Records for the task →
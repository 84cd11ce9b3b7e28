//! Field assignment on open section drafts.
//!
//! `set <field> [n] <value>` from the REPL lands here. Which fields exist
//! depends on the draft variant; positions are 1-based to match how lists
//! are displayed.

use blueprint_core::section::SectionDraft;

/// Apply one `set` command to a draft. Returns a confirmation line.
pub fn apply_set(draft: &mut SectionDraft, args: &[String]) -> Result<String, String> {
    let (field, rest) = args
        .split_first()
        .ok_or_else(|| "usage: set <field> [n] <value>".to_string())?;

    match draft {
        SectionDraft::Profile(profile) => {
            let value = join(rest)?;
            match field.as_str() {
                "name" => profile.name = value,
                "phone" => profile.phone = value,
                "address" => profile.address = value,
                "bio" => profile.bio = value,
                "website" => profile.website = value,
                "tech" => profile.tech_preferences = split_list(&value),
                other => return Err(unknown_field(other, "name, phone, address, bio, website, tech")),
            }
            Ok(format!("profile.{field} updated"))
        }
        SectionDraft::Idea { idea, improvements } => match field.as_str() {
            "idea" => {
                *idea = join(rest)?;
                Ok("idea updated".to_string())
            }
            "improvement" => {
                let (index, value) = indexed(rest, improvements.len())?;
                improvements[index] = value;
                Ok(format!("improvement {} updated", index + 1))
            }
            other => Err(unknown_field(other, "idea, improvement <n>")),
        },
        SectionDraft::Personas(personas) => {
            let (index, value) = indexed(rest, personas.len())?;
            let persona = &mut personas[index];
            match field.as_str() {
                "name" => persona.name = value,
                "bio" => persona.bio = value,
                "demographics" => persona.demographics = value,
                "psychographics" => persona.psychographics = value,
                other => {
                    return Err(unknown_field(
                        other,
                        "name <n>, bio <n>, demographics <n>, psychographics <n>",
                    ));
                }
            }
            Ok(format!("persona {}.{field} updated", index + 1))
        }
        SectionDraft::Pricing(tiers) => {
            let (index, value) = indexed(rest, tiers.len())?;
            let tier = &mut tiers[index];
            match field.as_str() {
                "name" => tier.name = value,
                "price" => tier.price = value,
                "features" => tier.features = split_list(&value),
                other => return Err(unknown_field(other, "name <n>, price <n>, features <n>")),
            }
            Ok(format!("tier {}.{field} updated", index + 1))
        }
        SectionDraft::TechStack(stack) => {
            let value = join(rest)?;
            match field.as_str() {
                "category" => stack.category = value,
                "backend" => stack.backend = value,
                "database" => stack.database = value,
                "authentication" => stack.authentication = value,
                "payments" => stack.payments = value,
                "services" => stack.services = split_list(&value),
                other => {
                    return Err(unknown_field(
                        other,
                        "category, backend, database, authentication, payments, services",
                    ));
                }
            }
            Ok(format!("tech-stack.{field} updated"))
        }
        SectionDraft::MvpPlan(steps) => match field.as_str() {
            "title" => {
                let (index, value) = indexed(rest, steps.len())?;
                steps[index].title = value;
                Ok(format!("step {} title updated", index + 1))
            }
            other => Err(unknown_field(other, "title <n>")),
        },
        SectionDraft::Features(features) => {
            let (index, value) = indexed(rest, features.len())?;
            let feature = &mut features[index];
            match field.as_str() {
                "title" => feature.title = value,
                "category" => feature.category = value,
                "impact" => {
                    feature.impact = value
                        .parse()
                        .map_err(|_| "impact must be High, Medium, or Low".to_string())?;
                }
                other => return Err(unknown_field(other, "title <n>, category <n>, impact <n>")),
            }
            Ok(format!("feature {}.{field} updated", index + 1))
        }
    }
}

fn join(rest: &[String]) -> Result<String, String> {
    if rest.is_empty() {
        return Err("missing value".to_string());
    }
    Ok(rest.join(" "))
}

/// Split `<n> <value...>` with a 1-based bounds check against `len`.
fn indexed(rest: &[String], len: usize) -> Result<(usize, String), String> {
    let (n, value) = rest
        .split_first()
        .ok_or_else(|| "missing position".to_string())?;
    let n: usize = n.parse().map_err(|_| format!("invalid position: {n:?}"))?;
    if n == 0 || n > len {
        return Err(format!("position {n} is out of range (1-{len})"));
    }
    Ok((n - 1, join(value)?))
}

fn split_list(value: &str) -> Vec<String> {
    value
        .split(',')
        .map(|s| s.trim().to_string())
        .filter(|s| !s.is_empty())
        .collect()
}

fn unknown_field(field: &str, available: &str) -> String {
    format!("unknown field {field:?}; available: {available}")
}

Instructions for the task → For this exercise, please copy exactly the lines of the material above from its first line through the line where "let persona = &mut" appears.

Completed task →
repository 84cd11ce9b3b7e28
//! Field assignment on open section drafts.
//!
//! `set <field> [n] <value>` from the REPL lands here. Which fields exist
//! depends on the draft variant; positions are 1-based to match how lists
//! are displayed.

use blueprint_core::section::SectionDraft;

/// Apply one `set` command to a draft. Returns a confirmation line.
pub fn apply_set(draft: &mut SectionDraft, args: &[String]) -> Result<String, String> {
    let (field, rest) = args
        .split_first()
        .ok_or_else(|| "usage: set <field> [n] <value>".to_string())?;

    match draft {
        SectionDraft::Profile(profile) => {
            let value = join(rest)?;
            match field.as_str() {
                "name" => profile.name = value,
                "phone" => profile.phone = value,
                "address" => profile.address = value,
                "bio" => profile.bio = value,
                "website" => profile.website = value,
                "tech" => profile.tech_preferences = split_list(&value),
                other => return Err(unknown_field(other, "name, phone, address, bio, website, tech")),
            }
            Ok(format!("profile.{field} updated"))
        }
        SectionDraft::Idea { idea, improvements } => match field.as_str() {
            "idea" => {
                *idea = join(rest)?;
                Ok("idea updated".to_string())
            }
            "improvement" => {
                let (index, value) = indexed(rest, improvements.len())?;
                improvements[index] = value;
                Ok(format!("improvement {} updated", index + 1))
            }
            other => Err(unknown_field(other, "idea, improvement <n>")),
        },
        SectionDraft::Personas(personas) => {
            let (index, value) = indexed(rest, personas.len())?;
            let persona = &mut personas[index];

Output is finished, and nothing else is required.